The new CX-suffix units from Garmin seem to have all the memory you'd want with the internal MicroSD card, and the folks at REI seemed very familiar with them. The Venture/Legend/Vista series seems great, but there are some comments that the antenna in these units won't work well under a canopy of trees (like the Great Allegheny Passage / C&O Canal). This bit of info has me looking at the GPSMAP 60CX, with a quad-helix receiving antenna that's supposed to be better under a canopy, and it has a remote antenna capability - which is possibly too geeky even for me.

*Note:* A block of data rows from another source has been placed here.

pub mod database;
pub mod migrator;
pub mod sharding;
pub mod sql;

pub use database::Database;
pub use migrator::{Migrator, SqliteMigrator};
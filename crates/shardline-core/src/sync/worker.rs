//! The generic sync worker.
//!
//! A worker is a consuming loop composed from two strategies: a
//! `RecordReader` that re-reads current state and a `Projection` that
//! applies it. Message payloads only name a record; the projection is
//! always fed what the reader returns.

use std::collections::HashSet;
use std::time::Duration;

use tokio::sync::watch;
use tokio::task::JoinHandle;
use tracing::{debug, error, info, warn};

use crate::bus::{Envelope, MessageBus, Subscription};
use crate::errors::ShardlineResult;
use crate::models::{Operation, RecordMessage};
use crate::shutdown::ShutdownSignal;
use crate::sync::projection::Projection;
use crate::sync::reader::RecordReader;

/// What happens to a message whose processing fails.
#[derive(Clone, Debug, PartialEq, Eq)]
pub struct DeliveryPolicy {
    pub max_attempts: u32,
    pub retry_backoff: Duration,
    pub dead_letter_topic: Option<String>,
}

impl Default for DeliveryPolicy {
    /// Best effort: one attempt, then drop.
    fn default() -> Self {
        Self {
            max_attempts: 1,
            retry_backoff: Duration::from_millis(50),
            dead_letter_topic: None,
        }
    }
}

#[derive(Clone, Copy, Debug, PartialEq, Eq)]
pub enum WorkerState {
    /// Constructed, or between messages.
    Idle,
    /// Waiting on the subscription.
    Subscribed,
    /// Handling one message.
    Dispatch,
    Stopped,
}

#[derive(Clone, Copy, Debug, Default, PartialEq, Eq)]
pub struct WorkerStats {
    pub processed: u64,
    pub ignored: u64,
    pub failed: u64,
    pub dead_lettered: u64,
}

pub struct SyncWorker<R, P> {
    name: String,
    interests: HashSet<String>,
    subscription: Subscription,
    bus: MessageBus,
    reader: R,
    projection: P,
    policy: DeliveryPolicy,
    state: watch::Sender<WorkerState>,
}

impl<R, P> SyncWorker<R, P>
where
    R: RecordReader + 'static,
    P: Projection + 'static,
{
    /// Subscribe to `topic` under the projection's group name.
    pub fn new(bus: &MessageBus, topic: &str, reader: R, projection: P) -> ShardlineResult<Self> {
        let subscription = bus.subscribe(topic, projection.name())?;
        let (state, _) = watch::channel(WorkerState::Idle);
        Ok(Self {
            name: projection.name().to_string(),
            interests: HashSet::new(),
            subscription,
            bus: bus.clone(),
            reader,
            projection,
            policy: DeliveryPolicy::default(),
            state,
        })
    }

    pub fn named(mut self, name: impl Into<String>) -> Self {
        self.name = name.into();
        self
    }

    /// Entities this worker projects; messages for others are ignored.
    pub fn interested_in<I, S>(mut self, entities: I) -> Self
    where
        I: IntoIterator<Item = S>,
        S: Into<String>,
    {
        self.interests.extend(entities.into_iter().map(Into::into));
        self
    }

    pub fn with_policy(mut self, policy: DeliveryPolicy) -> Self {
        self.policy = policy;
        self
    }

    pub fn name(&self) -> &str {
        &self.name
    }

    pub fn state(&self) -> WorkerState {
        *self.state.borrow()
    }

    /// Observe state transitions after the worker has been moved into a task.
    pub fn state_watch(&self) -> watch::Receiver<WorkerState> {
        self.state.subscribe()
    }

    fn set_state(&self, state: WorkerState) {
        self.state.send_replace(state);
    }

    pub fn spawn(self, signal: ShutdownSignal) -> JoinHandle<WorkerStats> {
        tokio::spawn(self.run(signal))
    }

    /// Consume until cancelled or until the bus closes.
    pub async fn run(self, mut signal: ShutdownSignal) -> WorkerStats {
        let mut stats = WorkerStats::default();
        info!(
            worker = %self.name,
            topic = self.subscription.topic(),
            group = self.subscription.group(),
            "sync worker started"
        );
        loop {
            self.set_state(WorkerState::Subscribed);
            let Some(envelope) = self.subscription.recv(&mut signal).await else {
                break;
            };
            self.set_state(WorkerState::Dispatch);
            self.handle(&envelope, &mut stats).await;
            self.set_state(WorkerState::Idle);
        }
        self.set_state(WorkerState::Stopped);
        info!(worker = %self.name, ?stats, "sync worker stopped");
        stats
    }

    async fn handle(&self, envelope: &Envelope, stats: &mut WorkerStats) {
        let message = match RecordMessage::decode(&envelope.payload) {
            Ok(message) => message,
            Err(e) => {
                warn!(worker = %self.name, error = %e, "dropping undecodable message");
                stats.failed += 1;
                return;
            }
        };
        if !self.interests.contains(&message.entity_name) {
            debug!(worker = %self.name, entity = %message.entity_name, "not interested");
            stats.ignored += 1;
            return;
        }

        let attempts = self.policy.max_attempts.max(1);
        for attempt in 1..=attempts {
            match self.apply(&message).await {
                Ok(()) => {
                    stats.processed += 1;
                    return;
                }
                Err(e) => {
                    warn!(
                        worker = %self.name,
                        key = %message.key(),
                        attempt,
                        error = %e,
                        "sync failed"
                    );
                    if attempt < attempts {
                        tokio::time::sleep(self.policy.retry_backoff).await;
                    }
                }
            }
        }
        stats.failed += 1;

        if let Some(topic) = &self.policy.dead_letter_topic {
            match self.bus.publish(topic, envelope.payload.clone()) {
                Ok(_) => stats.dead_lettered += 1,
                Err(e) => error!(worker = %self.name, topic = %topic, error = %e, "dead letter lost"),
            }
        }
    }

    async fn apply(&self, message: &RecordMessage) -> ShardlineResult<()> {
        match message.operation {
            Operation::Delete => {
                self.projection
                    .remove(&message.entity_name, &message.record_id)
                    .await
            }
            Operation::Create | Operation::Update => match self.reader.fetch(message).await? {
                Some((entity, record)) => {
                    self.projection
                        .upsert(&entity, &message.record_id, &record)
                        .await
                }
                None => {
                    // Gone or soft-deleted since the event was published.
                    debug!(worker = %self.name, key = %message.key(), "read repair: removing");
                    self.projection
                        .remove(&message.entity_name, &message.record_id)
                        .await
                }
            },
        }
    }
}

2006 Bike GPS PurchaseWhen I was getting ready to pull the trigger and buy, Garmin introduced a $100 rebate for some models, so I ended up with this one:
I installed the Mapsource CD, then I connected the GPS. Next I installed the Topo maps, after learning that you could copy the CDs onto your hard drive and avoid running the maps off the CD-drive.
I went to the Garmin product page and downloaded the most recent software updates for the GPS. Then I downloaded 2.7.1 beta, which restores the ability to Store Trackdata On Card. Then I opened MapSource and downloaded the newest update for that. Then I downloaded ximage from Garmin to download GPS screenshots.
I have learned to move tracks from the GPS into the laptop running MapSource.
Forcing one map type over another: 1) (Requires firmware 3.41 Beta or above). On the Map page press MENU, Setup Map, select the "i" tab, press MENU and select Hide/Show the map *product*. This will hide/show *all* maps for the selected product. 2) On the Map page press MENU, Setup Map, select the "i" tab and untick the individual map(s) that overlap (you'll probably need to scroll though the list with the Rocker key).
Joining Tracks. Highlight the first track. Select Join. Do an Alt/Click to the beginning of 2nd track. When joined, track name disappears off left-side list. NEw track is now highlighted along new length; link to start of next track.
Converting track to route: use winGdb .
I took a Montour Trail GPS bicycle ride to get familiar with the functions, and I was able to generate a map of the ride and a list of waypoints.